* _Instructions for the task_: Search the records for "logged". Report every line where it occurs.

* _Records supplied_:

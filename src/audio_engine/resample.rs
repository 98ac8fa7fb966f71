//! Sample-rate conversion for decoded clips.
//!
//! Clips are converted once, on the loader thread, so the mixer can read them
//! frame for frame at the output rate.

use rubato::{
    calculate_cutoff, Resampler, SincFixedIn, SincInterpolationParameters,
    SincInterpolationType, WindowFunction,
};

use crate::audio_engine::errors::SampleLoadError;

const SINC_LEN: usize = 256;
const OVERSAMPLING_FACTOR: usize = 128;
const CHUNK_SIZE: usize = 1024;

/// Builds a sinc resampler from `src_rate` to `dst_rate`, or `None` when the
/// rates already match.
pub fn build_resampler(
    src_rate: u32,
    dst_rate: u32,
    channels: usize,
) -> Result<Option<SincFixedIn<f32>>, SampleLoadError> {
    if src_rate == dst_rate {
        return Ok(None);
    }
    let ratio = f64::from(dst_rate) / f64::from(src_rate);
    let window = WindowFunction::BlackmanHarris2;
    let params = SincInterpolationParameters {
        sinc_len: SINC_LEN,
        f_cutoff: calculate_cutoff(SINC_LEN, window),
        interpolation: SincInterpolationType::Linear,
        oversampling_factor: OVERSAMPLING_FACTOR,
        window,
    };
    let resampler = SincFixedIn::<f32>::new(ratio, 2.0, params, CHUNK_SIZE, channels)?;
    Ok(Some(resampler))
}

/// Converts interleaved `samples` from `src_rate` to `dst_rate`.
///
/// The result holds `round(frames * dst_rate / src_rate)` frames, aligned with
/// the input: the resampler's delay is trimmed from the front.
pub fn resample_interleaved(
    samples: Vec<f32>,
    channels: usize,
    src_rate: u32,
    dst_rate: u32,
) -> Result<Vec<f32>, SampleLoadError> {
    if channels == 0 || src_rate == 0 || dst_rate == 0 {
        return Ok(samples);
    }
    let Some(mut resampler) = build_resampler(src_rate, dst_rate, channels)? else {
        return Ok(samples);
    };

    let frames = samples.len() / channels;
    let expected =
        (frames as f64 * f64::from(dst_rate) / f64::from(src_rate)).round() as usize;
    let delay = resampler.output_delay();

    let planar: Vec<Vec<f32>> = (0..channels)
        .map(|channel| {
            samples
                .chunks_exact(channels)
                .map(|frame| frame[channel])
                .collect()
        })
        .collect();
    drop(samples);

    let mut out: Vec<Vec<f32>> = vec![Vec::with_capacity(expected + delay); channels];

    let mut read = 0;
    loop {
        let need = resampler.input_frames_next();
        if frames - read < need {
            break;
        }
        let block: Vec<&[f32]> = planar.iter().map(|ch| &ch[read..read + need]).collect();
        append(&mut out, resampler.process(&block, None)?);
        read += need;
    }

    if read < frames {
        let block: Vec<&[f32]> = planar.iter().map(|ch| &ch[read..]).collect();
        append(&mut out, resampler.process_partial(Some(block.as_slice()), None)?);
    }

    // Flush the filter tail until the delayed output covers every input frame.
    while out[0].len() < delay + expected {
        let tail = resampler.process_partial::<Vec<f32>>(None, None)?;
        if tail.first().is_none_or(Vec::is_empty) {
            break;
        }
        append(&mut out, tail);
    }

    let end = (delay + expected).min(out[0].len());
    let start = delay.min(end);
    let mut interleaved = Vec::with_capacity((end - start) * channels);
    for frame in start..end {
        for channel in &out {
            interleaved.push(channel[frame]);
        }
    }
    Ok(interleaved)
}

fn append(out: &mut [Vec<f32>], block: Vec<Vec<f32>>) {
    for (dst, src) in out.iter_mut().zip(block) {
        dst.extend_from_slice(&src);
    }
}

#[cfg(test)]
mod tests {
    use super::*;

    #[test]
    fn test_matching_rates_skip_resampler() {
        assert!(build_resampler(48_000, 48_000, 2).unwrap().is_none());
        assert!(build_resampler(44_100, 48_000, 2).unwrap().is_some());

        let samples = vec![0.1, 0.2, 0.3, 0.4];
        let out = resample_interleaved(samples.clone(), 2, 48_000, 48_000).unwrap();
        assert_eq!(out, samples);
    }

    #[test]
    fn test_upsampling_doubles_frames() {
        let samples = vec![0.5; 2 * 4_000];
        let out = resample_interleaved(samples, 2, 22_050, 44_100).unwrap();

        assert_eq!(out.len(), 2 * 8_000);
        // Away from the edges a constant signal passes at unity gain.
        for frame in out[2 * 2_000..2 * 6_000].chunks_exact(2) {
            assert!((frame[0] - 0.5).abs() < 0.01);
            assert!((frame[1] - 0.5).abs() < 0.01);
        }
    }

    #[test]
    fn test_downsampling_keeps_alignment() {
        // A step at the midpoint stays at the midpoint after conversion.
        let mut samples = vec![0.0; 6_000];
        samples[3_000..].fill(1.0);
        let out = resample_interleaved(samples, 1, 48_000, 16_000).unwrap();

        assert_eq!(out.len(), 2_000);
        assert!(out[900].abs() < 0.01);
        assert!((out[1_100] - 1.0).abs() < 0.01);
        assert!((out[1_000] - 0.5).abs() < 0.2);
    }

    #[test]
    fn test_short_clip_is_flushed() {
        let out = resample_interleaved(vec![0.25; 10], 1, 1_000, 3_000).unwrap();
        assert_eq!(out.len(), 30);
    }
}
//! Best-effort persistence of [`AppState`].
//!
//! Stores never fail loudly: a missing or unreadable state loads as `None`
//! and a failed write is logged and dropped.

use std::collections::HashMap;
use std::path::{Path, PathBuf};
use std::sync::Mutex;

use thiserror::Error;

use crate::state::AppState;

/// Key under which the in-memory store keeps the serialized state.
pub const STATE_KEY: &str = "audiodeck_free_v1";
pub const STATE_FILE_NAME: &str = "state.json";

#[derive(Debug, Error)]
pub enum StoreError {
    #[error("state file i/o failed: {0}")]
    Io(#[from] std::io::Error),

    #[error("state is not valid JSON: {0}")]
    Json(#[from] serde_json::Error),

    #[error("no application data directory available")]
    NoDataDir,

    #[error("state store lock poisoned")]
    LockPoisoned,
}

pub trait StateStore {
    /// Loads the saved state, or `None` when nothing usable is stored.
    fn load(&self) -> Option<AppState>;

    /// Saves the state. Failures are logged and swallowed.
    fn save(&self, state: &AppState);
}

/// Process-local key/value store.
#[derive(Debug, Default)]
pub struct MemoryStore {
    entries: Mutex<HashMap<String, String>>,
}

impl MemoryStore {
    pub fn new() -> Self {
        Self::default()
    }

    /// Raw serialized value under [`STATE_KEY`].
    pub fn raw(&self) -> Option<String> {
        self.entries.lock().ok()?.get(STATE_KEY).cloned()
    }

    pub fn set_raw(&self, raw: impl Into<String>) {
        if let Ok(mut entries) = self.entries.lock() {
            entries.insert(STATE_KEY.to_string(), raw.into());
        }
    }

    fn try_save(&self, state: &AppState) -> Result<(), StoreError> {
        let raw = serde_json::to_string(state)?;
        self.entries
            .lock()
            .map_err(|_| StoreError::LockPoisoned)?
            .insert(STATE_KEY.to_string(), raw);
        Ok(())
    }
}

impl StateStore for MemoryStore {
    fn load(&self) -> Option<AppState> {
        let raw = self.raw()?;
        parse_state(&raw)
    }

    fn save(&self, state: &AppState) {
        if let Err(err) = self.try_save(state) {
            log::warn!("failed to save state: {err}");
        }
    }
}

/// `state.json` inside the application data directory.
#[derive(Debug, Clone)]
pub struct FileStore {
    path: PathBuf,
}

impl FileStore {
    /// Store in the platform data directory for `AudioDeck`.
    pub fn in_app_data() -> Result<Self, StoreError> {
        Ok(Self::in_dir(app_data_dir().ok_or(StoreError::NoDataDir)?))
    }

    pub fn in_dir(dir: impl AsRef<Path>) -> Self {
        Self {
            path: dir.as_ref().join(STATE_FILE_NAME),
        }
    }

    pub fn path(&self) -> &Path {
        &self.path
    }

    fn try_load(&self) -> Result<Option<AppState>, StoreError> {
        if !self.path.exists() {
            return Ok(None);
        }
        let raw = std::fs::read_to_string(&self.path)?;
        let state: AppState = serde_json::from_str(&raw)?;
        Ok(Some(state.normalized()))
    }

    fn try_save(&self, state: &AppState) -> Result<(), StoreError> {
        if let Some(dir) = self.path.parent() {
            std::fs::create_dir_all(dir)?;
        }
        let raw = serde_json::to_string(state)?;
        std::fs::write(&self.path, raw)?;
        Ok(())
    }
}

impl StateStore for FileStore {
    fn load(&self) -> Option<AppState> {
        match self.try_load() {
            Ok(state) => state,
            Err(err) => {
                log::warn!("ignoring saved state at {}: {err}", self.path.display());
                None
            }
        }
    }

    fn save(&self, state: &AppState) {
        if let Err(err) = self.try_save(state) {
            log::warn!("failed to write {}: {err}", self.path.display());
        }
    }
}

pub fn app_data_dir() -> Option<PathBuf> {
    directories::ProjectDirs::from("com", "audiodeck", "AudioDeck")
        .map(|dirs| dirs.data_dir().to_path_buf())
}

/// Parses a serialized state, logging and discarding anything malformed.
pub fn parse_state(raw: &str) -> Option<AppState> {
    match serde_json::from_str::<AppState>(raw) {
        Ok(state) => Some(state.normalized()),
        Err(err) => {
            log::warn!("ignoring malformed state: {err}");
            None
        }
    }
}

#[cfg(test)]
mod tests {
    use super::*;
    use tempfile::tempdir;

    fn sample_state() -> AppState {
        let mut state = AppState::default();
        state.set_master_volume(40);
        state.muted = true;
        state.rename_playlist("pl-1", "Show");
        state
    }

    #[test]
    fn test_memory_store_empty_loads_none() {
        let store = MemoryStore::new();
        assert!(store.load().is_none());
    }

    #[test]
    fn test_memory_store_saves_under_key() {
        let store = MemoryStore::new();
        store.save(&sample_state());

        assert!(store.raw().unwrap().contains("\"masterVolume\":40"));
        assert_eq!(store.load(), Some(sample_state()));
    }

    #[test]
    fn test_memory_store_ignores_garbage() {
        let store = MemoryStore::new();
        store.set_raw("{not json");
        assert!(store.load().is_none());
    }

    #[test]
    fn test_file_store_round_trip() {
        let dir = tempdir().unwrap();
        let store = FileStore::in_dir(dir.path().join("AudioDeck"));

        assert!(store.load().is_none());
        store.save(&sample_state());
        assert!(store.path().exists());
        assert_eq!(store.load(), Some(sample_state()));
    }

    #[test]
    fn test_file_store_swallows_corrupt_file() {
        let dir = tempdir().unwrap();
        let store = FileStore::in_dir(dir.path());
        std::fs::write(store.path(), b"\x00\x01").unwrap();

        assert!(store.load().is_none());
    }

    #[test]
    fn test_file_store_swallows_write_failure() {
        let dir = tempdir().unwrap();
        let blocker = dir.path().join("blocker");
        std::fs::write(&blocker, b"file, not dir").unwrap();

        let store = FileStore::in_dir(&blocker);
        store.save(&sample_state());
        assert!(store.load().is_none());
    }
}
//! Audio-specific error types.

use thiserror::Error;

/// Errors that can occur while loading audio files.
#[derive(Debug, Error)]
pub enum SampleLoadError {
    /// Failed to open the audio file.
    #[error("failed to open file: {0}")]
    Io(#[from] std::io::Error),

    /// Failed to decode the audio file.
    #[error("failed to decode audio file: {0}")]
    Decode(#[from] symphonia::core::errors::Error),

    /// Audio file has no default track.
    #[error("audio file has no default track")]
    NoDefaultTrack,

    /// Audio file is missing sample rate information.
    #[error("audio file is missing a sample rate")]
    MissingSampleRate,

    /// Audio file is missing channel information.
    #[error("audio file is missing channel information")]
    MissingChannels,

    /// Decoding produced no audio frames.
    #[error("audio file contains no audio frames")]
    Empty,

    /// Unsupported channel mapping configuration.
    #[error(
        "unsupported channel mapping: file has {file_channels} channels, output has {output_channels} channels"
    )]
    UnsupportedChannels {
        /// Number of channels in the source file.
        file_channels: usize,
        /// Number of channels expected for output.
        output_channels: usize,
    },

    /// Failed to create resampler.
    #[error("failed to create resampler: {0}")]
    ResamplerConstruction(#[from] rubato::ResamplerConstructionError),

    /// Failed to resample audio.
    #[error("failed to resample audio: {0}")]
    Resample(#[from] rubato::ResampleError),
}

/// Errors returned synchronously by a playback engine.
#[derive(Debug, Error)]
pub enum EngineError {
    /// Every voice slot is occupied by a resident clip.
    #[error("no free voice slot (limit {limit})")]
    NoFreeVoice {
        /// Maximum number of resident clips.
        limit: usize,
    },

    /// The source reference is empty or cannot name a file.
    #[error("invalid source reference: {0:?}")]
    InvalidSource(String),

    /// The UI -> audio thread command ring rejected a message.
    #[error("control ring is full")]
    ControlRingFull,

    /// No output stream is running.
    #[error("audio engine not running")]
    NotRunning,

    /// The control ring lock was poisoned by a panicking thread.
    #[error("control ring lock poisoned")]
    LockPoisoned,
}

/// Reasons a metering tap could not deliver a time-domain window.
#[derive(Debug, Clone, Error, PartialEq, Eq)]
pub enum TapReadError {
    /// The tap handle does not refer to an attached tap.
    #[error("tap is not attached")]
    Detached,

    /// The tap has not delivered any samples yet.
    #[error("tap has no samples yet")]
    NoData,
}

---

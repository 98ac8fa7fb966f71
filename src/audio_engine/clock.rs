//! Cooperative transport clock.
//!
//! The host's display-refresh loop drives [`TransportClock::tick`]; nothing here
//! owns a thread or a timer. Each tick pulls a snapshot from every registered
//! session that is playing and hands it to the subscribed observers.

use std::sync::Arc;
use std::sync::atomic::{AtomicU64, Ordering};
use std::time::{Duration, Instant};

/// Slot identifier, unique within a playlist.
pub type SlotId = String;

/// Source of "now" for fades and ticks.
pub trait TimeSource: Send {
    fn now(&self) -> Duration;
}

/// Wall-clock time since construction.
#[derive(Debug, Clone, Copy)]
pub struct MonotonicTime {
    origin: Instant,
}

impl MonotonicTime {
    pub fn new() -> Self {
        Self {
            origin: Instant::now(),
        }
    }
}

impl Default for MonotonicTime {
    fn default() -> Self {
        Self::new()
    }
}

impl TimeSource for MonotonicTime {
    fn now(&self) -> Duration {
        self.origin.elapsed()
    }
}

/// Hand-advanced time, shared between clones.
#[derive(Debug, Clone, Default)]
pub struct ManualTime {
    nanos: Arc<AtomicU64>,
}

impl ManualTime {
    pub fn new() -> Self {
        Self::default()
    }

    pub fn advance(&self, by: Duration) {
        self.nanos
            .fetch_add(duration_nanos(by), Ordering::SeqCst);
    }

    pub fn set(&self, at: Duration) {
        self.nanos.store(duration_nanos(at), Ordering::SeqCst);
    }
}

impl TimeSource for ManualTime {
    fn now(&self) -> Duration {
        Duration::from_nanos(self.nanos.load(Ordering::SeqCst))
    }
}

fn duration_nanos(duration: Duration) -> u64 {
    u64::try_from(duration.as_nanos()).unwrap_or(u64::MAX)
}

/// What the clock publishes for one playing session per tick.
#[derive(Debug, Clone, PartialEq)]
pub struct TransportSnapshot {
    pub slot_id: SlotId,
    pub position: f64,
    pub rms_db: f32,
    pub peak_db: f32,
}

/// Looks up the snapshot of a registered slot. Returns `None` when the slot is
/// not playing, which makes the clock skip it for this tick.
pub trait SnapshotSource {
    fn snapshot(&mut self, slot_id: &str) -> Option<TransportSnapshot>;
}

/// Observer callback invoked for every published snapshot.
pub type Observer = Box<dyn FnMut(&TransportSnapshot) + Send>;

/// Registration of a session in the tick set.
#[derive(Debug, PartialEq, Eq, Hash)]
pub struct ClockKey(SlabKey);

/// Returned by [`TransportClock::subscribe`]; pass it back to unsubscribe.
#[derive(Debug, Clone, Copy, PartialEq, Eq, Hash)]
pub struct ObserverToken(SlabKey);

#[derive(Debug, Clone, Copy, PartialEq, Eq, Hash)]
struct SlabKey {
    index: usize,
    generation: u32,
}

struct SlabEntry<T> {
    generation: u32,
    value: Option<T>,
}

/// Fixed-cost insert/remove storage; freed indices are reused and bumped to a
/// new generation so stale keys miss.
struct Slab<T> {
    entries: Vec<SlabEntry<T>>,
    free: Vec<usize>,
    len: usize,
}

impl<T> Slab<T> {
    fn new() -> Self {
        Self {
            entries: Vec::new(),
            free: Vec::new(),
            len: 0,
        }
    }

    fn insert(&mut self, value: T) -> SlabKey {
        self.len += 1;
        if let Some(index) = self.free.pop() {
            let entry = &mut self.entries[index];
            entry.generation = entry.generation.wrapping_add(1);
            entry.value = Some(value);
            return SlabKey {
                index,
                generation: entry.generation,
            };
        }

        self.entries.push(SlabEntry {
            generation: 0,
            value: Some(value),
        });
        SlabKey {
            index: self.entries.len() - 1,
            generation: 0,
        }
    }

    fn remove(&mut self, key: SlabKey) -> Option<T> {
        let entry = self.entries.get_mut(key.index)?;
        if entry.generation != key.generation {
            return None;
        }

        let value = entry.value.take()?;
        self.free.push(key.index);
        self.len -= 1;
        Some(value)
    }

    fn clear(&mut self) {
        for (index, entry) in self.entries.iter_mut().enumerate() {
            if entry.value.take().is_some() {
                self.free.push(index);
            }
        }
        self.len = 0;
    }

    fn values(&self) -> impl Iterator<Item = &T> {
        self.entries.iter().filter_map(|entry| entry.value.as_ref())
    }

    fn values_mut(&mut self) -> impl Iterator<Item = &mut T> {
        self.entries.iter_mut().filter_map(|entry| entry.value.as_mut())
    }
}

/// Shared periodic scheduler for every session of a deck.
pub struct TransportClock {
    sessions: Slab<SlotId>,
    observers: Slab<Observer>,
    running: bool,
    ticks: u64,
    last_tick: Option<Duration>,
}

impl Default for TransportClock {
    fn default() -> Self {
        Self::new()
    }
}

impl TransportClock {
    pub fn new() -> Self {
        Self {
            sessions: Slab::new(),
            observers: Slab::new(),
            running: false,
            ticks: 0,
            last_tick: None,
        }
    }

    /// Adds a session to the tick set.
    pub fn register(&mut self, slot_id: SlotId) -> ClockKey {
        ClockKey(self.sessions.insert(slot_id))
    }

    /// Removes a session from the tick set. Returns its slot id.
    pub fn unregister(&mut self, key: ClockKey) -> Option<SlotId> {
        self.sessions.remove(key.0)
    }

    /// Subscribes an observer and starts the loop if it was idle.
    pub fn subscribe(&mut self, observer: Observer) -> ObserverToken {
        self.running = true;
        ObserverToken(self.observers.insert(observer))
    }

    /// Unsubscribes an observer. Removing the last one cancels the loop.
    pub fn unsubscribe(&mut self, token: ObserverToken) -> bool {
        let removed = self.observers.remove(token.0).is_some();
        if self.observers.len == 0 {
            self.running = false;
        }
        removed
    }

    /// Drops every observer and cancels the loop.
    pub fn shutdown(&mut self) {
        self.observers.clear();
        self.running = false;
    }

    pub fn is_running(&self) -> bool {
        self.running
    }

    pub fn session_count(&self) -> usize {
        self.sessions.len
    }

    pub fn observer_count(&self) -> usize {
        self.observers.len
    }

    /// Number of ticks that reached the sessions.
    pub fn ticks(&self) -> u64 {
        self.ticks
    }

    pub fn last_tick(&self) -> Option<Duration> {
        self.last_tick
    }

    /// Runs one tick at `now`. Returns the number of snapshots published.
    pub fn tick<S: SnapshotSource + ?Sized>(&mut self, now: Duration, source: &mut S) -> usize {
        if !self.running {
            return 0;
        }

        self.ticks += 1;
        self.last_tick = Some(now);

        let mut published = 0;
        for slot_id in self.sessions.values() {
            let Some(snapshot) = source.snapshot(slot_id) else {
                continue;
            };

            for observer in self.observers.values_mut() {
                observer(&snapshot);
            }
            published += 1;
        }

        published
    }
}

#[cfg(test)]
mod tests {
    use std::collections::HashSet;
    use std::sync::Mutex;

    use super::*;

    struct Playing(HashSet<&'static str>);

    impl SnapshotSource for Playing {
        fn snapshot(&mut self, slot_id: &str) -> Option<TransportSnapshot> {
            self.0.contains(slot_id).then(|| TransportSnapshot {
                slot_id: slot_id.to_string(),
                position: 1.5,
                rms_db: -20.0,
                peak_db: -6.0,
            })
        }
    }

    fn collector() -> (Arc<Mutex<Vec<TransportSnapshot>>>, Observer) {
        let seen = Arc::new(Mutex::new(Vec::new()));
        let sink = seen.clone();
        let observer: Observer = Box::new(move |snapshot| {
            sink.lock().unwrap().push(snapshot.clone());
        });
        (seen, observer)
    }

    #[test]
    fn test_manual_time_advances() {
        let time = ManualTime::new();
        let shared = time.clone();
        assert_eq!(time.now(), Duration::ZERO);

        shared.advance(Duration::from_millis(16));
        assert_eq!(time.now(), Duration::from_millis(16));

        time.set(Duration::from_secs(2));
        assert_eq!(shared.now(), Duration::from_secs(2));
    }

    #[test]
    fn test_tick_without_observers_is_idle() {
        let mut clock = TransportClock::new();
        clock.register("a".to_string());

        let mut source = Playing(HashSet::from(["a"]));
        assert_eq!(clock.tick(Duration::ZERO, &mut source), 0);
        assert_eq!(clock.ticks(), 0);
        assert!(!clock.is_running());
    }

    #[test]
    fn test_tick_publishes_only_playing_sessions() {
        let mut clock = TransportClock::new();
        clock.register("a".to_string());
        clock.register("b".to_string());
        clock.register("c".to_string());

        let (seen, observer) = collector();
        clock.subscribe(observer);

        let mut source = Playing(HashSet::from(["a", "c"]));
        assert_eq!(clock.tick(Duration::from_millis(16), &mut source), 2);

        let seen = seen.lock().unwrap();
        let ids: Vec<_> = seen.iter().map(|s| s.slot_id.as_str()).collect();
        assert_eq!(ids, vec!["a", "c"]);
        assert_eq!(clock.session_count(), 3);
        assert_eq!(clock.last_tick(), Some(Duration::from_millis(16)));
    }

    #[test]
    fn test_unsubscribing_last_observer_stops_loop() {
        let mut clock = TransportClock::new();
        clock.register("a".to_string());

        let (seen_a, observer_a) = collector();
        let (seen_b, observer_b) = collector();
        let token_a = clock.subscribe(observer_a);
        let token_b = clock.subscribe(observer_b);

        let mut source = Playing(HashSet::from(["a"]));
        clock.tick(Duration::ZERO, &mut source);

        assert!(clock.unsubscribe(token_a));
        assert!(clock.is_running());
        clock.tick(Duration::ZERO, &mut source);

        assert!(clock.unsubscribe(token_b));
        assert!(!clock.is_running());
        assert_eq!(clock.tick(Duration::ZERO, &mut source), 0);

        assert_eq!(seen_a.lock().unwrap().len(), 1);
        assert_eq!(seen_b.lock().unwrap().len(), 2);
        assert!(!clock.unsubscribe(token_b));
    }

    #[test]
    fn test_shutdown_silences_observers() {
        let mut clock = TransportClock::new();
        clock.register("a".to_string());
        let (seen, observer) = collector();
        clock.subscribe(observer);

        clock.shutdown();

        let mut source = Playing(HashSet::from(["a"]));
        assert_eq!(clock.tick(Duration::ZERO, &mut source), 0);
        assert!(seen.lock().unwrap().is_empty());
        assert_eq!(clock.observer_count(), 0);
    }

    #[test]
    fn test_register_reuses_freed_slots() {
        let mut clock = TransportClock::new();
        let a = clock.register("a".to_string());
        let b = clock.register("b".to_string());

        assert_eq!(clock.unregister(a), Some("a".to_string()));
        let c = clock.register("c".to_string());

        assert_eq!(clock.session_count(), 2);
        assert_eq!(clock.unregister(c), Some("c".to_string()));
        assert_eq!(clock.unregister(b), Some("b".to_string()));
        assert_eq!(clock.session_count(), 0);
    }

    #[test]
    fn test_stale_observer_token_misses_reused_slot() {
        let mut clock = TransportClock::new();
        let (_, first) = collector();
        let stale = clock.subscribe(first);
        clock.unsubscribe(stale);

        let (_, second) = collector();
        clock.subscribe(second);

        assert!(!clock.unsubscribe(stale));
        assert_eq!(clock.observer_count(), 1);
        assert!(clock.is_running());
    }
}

* _Response to this exercise_:
//! and a failed write is logged and dropped.
    /// Saves the state. Failures are logged and swallowed.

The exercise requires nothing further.